LSVS-Finanzaffäre

Der Landessportverband für das Saarland (LSVS) ist die Dachorganisation für den Sport in der Region. Ihr gehören rund 50 Sportfachverbände, über 2000 Vereine und insgesamt rund 370 000 Menschen an. Der LSVS hat seinen Sitz an der Hermann-Neuberger-Sportschule in Saarbrücken.

Eine Finanzaffäre um den Saar-Sportverband beschäftigte seit Dezember 2017 sowohl Öffentlichkeit als auch Landespolitik. Anfangs ging es um ein Millionendefizit im Haushalt des LSVS. Die Affäre zog weitere Kreise und betrifft auch die Sportförderung (Verstärkungsfonds). Sie führte 2018 zum Rücktritt von Klaus Meiser (CDU) von allen politischen Ämtern. Meiser war Landtagspräsident und seit 2014 auch Nachfolger von Gerd Meyer als LSVS-Präsident.

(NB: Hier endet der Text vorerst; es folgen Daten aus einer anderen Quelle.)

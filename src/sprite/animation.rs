use super::{Frames, Sprite};

/// Ticks each frame stays on screen unless configured otherwise
pub const DEFAULT_FRAME_DURATION: u32 = 10;

/// Observer for animation progress
/// - on_update fires only when the frame index actually changes
/// - on_end fires once, on the tick elapsed reaches the animation duration
pub trait AnimationListener {
    fn on_start(&mut self) {}
    fn on_update(&mut self, _index: usize) {}
    fn on_end(&mut self) {}
}

/// What a single `update()` did, so owners can react without a listener
#[derive(Debug, Copy, Clone, PartialEq, Eq)]
pub enum AnimationStatus {
    /// still on the same frame (or holding the last one after the end)
    Playing,
    FrameChanged(usize),
    /// reached the end on this tick, repeating animations are already restarted
    Ended,
}

/// Frame clock over a shared atlas
///
/// ┌───────────────── ticks vs frames (4 frames, frame duration 5) ──────────┐
/// │ elapsed : 0....4 5....9 10..14 15..19 20                                │
/// │ index   :   0      1      2      3    3 + end                           │
/// └─────────────────────────────────────────────────────────────────────────┘
/// `animation_duration` defaults to frame_duration * frame_count but can be
/// overridden to cut the animation short or hold the last frame longer.
pub struct Animation {
    frames: Frames,
    frame_duration: u32,
    duration_override: Option<u32>,
    elapsed: u32,
    current: usize,
    repeat: bool,
    listener: Option<Box<dyn AnimationListener>>,
}

impl Animation {
    pub fn new(frames: Frames) -> Self {
        assert!(!frames.is_empty(), "an animation needs at least one frame");
        Animation {
            frames,
            frame_duration: DEFAULT_FRAME_DURATION,
            duration_override: None,
            elapsed: 0,
            current: 0,
            repeat: false,
            listener: None,
        }
    }

    /// Restart from the first frame every time the end is reached
    pub fn repeating(mut self) -> Self {
        self.repeat = true;
        self
    }

    pub fn with_frame_duration(mut self, ticks: u32) -> Self {
        self.set_frame_duration(ticks);
        self
    }

    pub fn with_animation_duration(mut self, ticks: u32) -> Self {
        self.set_animation_duration(ticks);
        self
    }

    pub fn set_frame_duration(&mut self, ticks: u32) {
        assert!(ticks > 0, "frame duration must be at least one tick");
        self.frame_duration = ticks;
    }

    pub fn set_animation_duration(&mut self, ticks: u32) {
        self.duration_override = Some(ticks);
    }

    pub fn set_listener(&mut self, listener: Box<dyn AnimationListener>) {
        self.listener = Some(listener);
    }

    pub fn frame_count(&self) -> usize {
        self.frames.len()
    }

    pub fn frame_duration(&self) -> u32 {
        self.frame_duration
    }

    pub fn animation_duration(&self) -> u32 {
        self.duration_override
            .unwrap_or(self.frame_duration * self.frames.len() as u32)
    }

    pub fn elapsed(&self) -> u32 {
        self.elapsed
    }

    pub fn current_index(&self) -> usize {
        self.current
    }

    pub fn current_frame(&self) -> &Sprite {
        &self.frames[self.current]
    }

    pub fn is_finished(&self) -> bool {
        !self.repeat && self.elapsed >= self.animation_duration()
    }

    pub fn start(&mut self) {
        self.elapsed = 0;
        self.current = 0;
        if let Some(listener) = self.listener.as_mut() {
            listener.on_start();
        }
    }

    /// Advance one simulation tick
    pub fn update(&mut self) -> AnimationStatus {
        let duration = self.animation_duration();
        if self.elapsed >= duration {
            return AnimationStatus::Playing;
        }

        self.elapsed += 1;
        let index = ((self.elapsed / self.frame_duration) as usize).min(self.frames.len() - 1);

        let mut status = AnimationStatus::Playing;
        if index != self.current {
            self.current = index;
            if let Some(listener) = self.listener.as_mut() {
                listener.on_update(index);
            }
            status = AnimationStatus::FrameChanged(index);
        }

        if self.elapsed >= duration {
            if let Some(listener) = self.listener.as_mut() {
                listener.on_end();
            }
            if self.repeat {
                self.start();
            }
            status = AnimationStatus::Ended;
        }
        status
    }
}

Die Staatsanwaltschaft Saarbrücken ermittelte in der Finanzaffäre in über zehn Verfahren. Am 7. März 2019 verurteilte das Saarbrücker Landgericht den Ex-Landtags- und LSVS-Präsident Meiser (CDU) wegen Vorteilsgewährung und Untreue zu einer Freiheitsstrafe von 22 Monaten auf Bewährung. Zwischen 2018 und 2020 befasste sich auch ein Untersuchungsausschuss des Landtages mit der Aufklärung der Affäre um den Sportverband.

Mittlerweile hat der LSVS eine völlig neue Struktur – und zwei hauptamtliche Vorstände, die seit Februar 2021 an der Spitze des Verbandes stehen.